'Christmas isn't right in a hot place. It just can't be Christmas at all, can it? I mean, it stands to reason that Christmas has got to be cold, doesn't it?' And then Howard went on with his photographic brain about the day temperature in Bethlehem when Jesus was born and that I was being conservative or conventional or something. So I said Christmas wouldn't be Christmas without it being cold, over and over again, till Howard very nearly gave in completely. What we decided at the finish was that we should take a trip to America, in a plane, and be in some big hotel or somewhere in New York for Christmas, and then after Christmas we'd fly or sail or something to the Caribbean. Howard drew me on a piece of paper a perfect drawing of America with all the islands, straight out of his photographic head, and he showed me what was meant by the Caribbean, which I'd never properly understood before.

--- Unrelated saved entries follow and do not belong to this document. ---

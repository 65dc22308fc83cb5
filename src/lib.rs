//! Topsis Rank - Multi-criteria decision ranking
//!
//! This crate implements TOPSIS (Technique for Order Preference by Similarity
//! to Ideal Solution): alternatives scored on several numeric criteria are
//! ranked by their relative closeness to an ideal best point and distance
//! from an ideal worst point.

pub mod adapters;
pub mod application;
pub mod config;
pub mod domain;
pub mod ports;
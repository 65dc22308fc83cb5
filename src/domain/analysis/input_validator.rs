//! Input Validator - Parses and checks raw weight/impact arguments.

use crate::domain::foundation::{Impact, ImpactVector, TopsisError, WeightVector};

/// Minimum number of table columns: one label plus two criteria.
pub const MIN_TABLE_COLUMNS: usize = 3;

/// Validation of user-supplied weights, impacts and table dimensions.
pub struct InputValidator;

impl InputValidator {
    /// Parses comma-separated weights and impacts for `num_criteria` columns.
    ///
    /// Checks run in this order, and the first failure is returned:
    /// 1. every weight token is numeric (`ParseError`)
    /// 2. weight and impact counts equal `num_criteria` (`ShapeError`)
    /// 3. every impact token is `+` or `-` (`ValueError`)
    /// 4. every weight is positive (`ValueError`)
    ///
    /// Weight tokens are trimmed of surrounding whitespace. Impact tokens are
    /// taken as written, so `" -"` is rejected.
    pub fn validate(
        weights: &str,
        impacts: &str,
        num_criteria: usize,
    ) -> Result<(WeightVector, ImpactVector), TopsisError> {
        let parsed_weights = Self::parse_weights(weights)?;
        let impact_tokens: Vec<&str> = impacts.split(',').collect();

        if parsed_weights.len() != num_criteria || impact_tokens.len() != num_criteria {
            return Err(TopsisError::shape(
                "The number of weights, impacts, and criteria columns must be the same.",
            ));
        }

        let impacts = impact_tokens
            .into_iter()
            .map(Impact::try_from_token)
            .collect::<Result<Vec<_>, _>>()?;

        let weights = WeightVector::new(parsed_weights)?;

        Ok((weights, ImpactVector::new(impacts)))
    }

    /// Checks that a table has a label column and at least two criteria.
    pub fn validate_table_width(total_columns: usize) -> Result<(), TopsisError> {
        if total_columns < MIN_TABLE_COLUMNS {
            return Err(TopsisError::shape(
                "Input file must have at least three columns.",
            ));
        }
        Ok(())
    }

    fn parse_weights(weights: &str) -> Result<Vec<f64>, TopsisError> {
        weights
            .split(',')
            .map(|token| {
                token
                    .trim()
                    .parse::<f64>()
                    .ok()
                    .filter(|w| w.is_finite())
                    .ok_or_else(|| {
                        TopsisError::parse("Weights must be numeric and separated by commas.")
                    })
            })
            .collect()
    }
}
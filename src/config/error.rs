//! Configuration error types

use thiserror::Error;

/// Errors that can occur during configuration loading
#[derive(Debug, Error)]
pub enum ConfigError {
    #[error("Configuration loading failed: {0}")]
    LoadError(#[from] config::ConfigError),

    #[error("Validation failed: {0}")]
    ValidationFailed(#[from] ValidationError),
}

/// Errors that can occur during configuration validation
#[derive(Debug, Error)]
pub enum ValidationError {
    #[error("Required configuration missing: {0}")]
    MissingRequired(&'static str),

    #[error("Score and rank columns must have different names")]
    DuplicateColumnName,

    #[error("Score precision must be between 1 and 17 digits")]
    InvalidScorePrecision,

    #[error("Invalid log filter directive")]
    InvalidLogLevel,
}
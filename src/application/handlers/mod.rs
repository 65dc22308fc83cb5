//! Command handlers.

mod rank_alternatives;

pub use rank_alternatives::{
    RankAlternativesCommand, RankAlternativesHandler, RankAlternativesResult,
};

Well, it wasn't just a question, like on the pictures, of ringing up the airport and asking if there was a plane for New York and being told 'Yes, sir, leaving in thirty minutes, you'll just make it.' It was a lot more trouble than that for people of our class. In the first place, we had to have passports and that took some time. Then there was arranging things with the travel agents in Bradcaster High Street, Jepson's World Travel, which I'd passed a hundred times and never been inside. It was exciting, looking at all the folders with pictures of absolutely red men and women in sunglasses lying on tropical beaches, absolutely yellow, and all the pictures showing bridges like Meccano sets and old cathedrals and skyscrapers. I left everything to Howard and all that Howard left to me was going to buy clothes for myself, Bradcaster being a very good shopping centre with three big stores as good as anything you get in London, and very good for clothes. What Howard did was to give me a whole cheque-book that was blank except for where he'd signed his name, and what I had to do was to fill in the amount I was paying in each of the stores and then they'd send what I'd bought as soon as the cheque cleared, whatever that means. Well, I had a marvellous time, as you can guess. I bought cocktail dresses and costumes and playsuits and stockings and shoes and underwear. Also handbags and three lovely evening dresses, all frothy and plunging. When I met Howard again, who'd also been doing some shopping, but for himself, I told him what I'd bought and they'd be sending it all on, and he said:
'Where's your mink coat?'
I looked at him with my mouth open a bit, 'But that's impossible,' I said. 'A mink coat costs thousands and thousands. A mink coat isn't for people like me.' Howard nearly went mad and hit me on the street and said:
'It is, it is, it is. You're to get a mink coat, do you hear? One that costs thousands and thousands. Do you hear?' And he sort of did a dance of rage in the street so that people turned and looked at him. So I went to Einstein's the furriers and they got the shock of their life when I said I wanted a mink coat, full-length, like what the Queen wears. That woke them up, I can tell you, so that they spilled their tea and one girl knocked her cup over. They even brought a little man up from the cold storage, a nice little Jewish man with rings and curly hair where he wasn't bald and he bowed round me and couldn't do enough. It ended up with them not having a good enough one in stock and they'd ring up their branch in London and they'd only be too pleased to come to our house and let me try several on. So I was bowed off the premises in great excitement.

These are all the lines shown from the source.